Finding a booth at Fife’s just after its 6:00am opening, I was serenaded by the appetizing sounds of eggs being scrambled, bacon sizzling, and fried potatoes getting pushed around the grill — an audio symphony that broadcasted even more appetizing aromas. All the activity was taking place behind what serves as a cafeteria line later in the day. There’s no breakfast cafeteria for the very good reason that everything served at breakfast is made to order, when ordered. So it’s table service only.
OK, so the biscuits aren’t baked one by one, but the one I got, wrapped around a zesty, firm-fleshed, crackle-skinned smoked sausage, was as fresh as a biscuit can be — a southern classic, soft and buttermilky, and the Right Stuff to accompany any pig meat. Speaking of which, I was flabbergasted by an order of Fife’s cured ham, which was portioned out so generously that it goes beyond side-meat status to become a significant mealtime entity itself. It wasn’t only size that made it memorable. This is some delicious ham — sweeter, juicier, and more tender than typical dry-cured country ham, but packing character all its own.

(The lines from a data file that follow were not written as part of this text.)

//! `Groups`, `listGroup`, `createGroup`, `delGroup`, `addGroup`,
//! `leaveGroup`, `kickUser`, `gyell`.

use super::{split_first_word, HandlerCtx};
use crate::{
    error::ChatError,
    store::{MEMBER_SCORE, OWNER_SCORE, Store},
};

pub async fn groups(ctx: &HandlerCtx, _arg_tail: Option<&str>) -> Result<i32, ChatError> {
    for g in ctx.server.store.set_members("Chatroom.group")? {
        ctx.session.send(g);
    }
    Ok(0)
}

pub async fn list_group(ctx: &HandlerCtx, _arg_tail: Option<&str>) -> Result<i32, ChatError> {
    let key = format!("{}.group", ctx.session.name().await);
    for g in ctx.server.store.list_range(&key, 0, -1)? {
        ctx.session.send(g);
    }
    Ok(0)
}

pub async fn create_group(ctx: &HandlerCtx, arg_tail: Option<&str>) -> Result<i32, ChatError> {
    let g = match arg_tail.map(str::trim).filter(|s| !s.is_empty()) {
        Some(g) => g,
        None => {
            ctx.session.send("name the group");
            return Ok(0);
        }
    };
    if ctx.server.store.set_is_member("Chatroom.group", g)? {
        ctx.session.send(format!("{} already exists", g));
        return Ok(0);
    }
    let caller = ctx.session.name().await;
    ctx.server.store.set_add("Chatroom.group", g)?;
    ctx.server.store.zset_add(g, OWNER_SCORE, &caller)?;
    ctx.server
        .store
        .list_push_right(&format!("{}.group", caller), &[g])?;
    Ok(0)
}

/// Shared by the `delGroup` handler and `leaveGroup`'s delegation when a
/// group shrinks below two members.
fn delete_group(store: &dyn Store, g: &str) -> Result<(), ChatError> {
    let members = store.zset_range(g, 0, -1)?;
    store.set_remove("Chatroom.group", g)?;
    for m in &members {
        store.list_remove(&format!("{}.group", m), 0, g)?;
    }
    store.key_delete(&[g])?;
    Ok(())
}

pub async fn del_group(ctx: &HandlerCtx, arg_tail: Option<&str>) -> Result<i32, ChatError> {
    let g = match arg_tail.map(str::trim).filter(|s| !s.is_empty()) {
        Some(g) => g,
        None => {
            ctx.session.send("name the group");
            return Ok(0);
        }
    };
    let caller = ctx.session.name().await;
    if ctx.server.store.zset_rank(g, &caller)? != Some(0) {
        return Err(ChatError::NotGroupOwner(g.to_string()));
    }
    delete_group(ctx.server.store.as_ref(), g)?;
    Ok(0)
}

pub async fn add_group(ctx: &HandlerCtx, arg_tail: Option<&str>) -> Result<i32, ChatError> {
    let g = match arg_tail.map(str::trim).filter(|s| !s.is_empty()) {
        Some(g) => g,
        None => {
            ctx.session.send("name the group");
            return Ok(0);
        }
    };
    let caller = ctx.session.name().await;
    let inserted = ctx.server.store.zset_add(g, MEMBER_SCORE, &caller)?;
    if inserted {
        ctx.server
            .store
            .list_push_right(&format!("{}.group", caller), &[g])?;
    }
    Ok(0)
}

pub async fn leave_group(ctx: &HandlerCtx, arg_tail: Option<&str>) -> Result<i32, ChatError> {
    let g = match arg_tail.map(str::trim).filter(|s| !s.is_empty()) {
        Some(g) => g,
        None => {
            ctx.session.send("name the group");
            return Ok(0);
        }
    };
    let caller = ctx.session.name().await;
    let store = ctx.server.store.as_ref();
    let caller_rank = store.zset_rank(g, &caller)?;
    if caller_rank.is_none() {
        ctx.session.send(format!("you aren't in {}", g));
        return Ok(0);
    }
    let members = store.zset_range(g, 0, -1)?;
    if members.len() <= 2 {
        delete_group(store, g)?;
        return Ok(0);
    }
    if caller_rank == Some(0) {
        if let Some(successor) = members.iter().find(|m| *m != &caller) {
            store.zset_add(g, OWNER_SCORE, successor)?;
        }
    }
    store.zset_remove(g, &caller)?;
    store.list_remove(&format!("{}.group", caller), 0, g)?;
    Ok(0)
}

pub async fn kick_user(ctx: &HandlerCtx, arg_tail: Option<&str>) -> Result<i32, ChatError> {
    let (group, rest) = split_first_word(arg_tail);
    let g = match group {
        Some(g) => g,
        None => {
            ctx.session.send("name the group");
            return Ok(0);
        }
    };
    let caller = ctx.session.name().await;
    let store = ctx.server.store.as_ref();
    if store.zset_rank(g, &caller)? != Some(0) {
        return Err(ChatError::NotGroupOwner(g.to_string()));
    }
    let targets: Vec<&str> = rest.map(|r| r.split_whitespace().collect()).unwrap_or_default();
    if targets.is_empty() {
        ctx.session.send("kick who?");
        return Ok(0);
    }
    for user in targets {
        store.zset_remove(g, user)?;
        store.list_remove(&format!("{}.group", user), 0, g)?;
    }
    Ok(0)
}

pub async fn gyell(ctx: &HandlerCtx, arg_tail: Option<&str>) -> Result<i32, ChatError> {
    let (group, msg) = split_first_word(arg_tail);
    let g = match group {
        Some(g) => g,
        None => {
            ctx.session.send("yell to which group?");
            return Ok(0);
        }
    };
    let msg = match msg {
        Some(m) => m,
        None => {
            ctx.session.send("what are you yelling?");
            return Ok(0);
        }
    };
    let caller = ctx.session.name().await;
    if ctx.server.store.zset_rank(g, &caller)?.is_none() {
        return Err(ChatError::NotGroupMember(g.to_string()));
    }
    let line = format!("<user:{:<10} yelled>: {}", caller, msg);
    for member in ctx.server.store.zset_range(g, 0, -1)? {
        if let Some(s) = ctx.server.roster.find_by_name(&member).await {
            s.send(line.clone());
        }
    }
    Ok(0)
}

Knowing I would not be back for lunch that day, I asked the waitress if there was any way they might have some banana pudding for me to taste. She consulted the cooks, who were hard at work making breakfasts, and reported that yes, there was banana pudding. But it was yesterday’s. “At lunch, it’s warm,” she reminded me. The serving I got was indeed chilly, and sitting overnight had caused its cookies, custard, and bananas to become somewhat homogenized. It made me realize how important texture is in great banana pudding — cookies’ crunch, custard’s silky presence, bananas’ just barely al dente oomph, then the leavening airiness of whipped cream or meringue. The flavor of yesterday’s pudding was all there in fine balance, but its texture had been lost.
Thus, it is imperative to return to Fife’s for lunch when the banana pudding will be warm. Not a problem!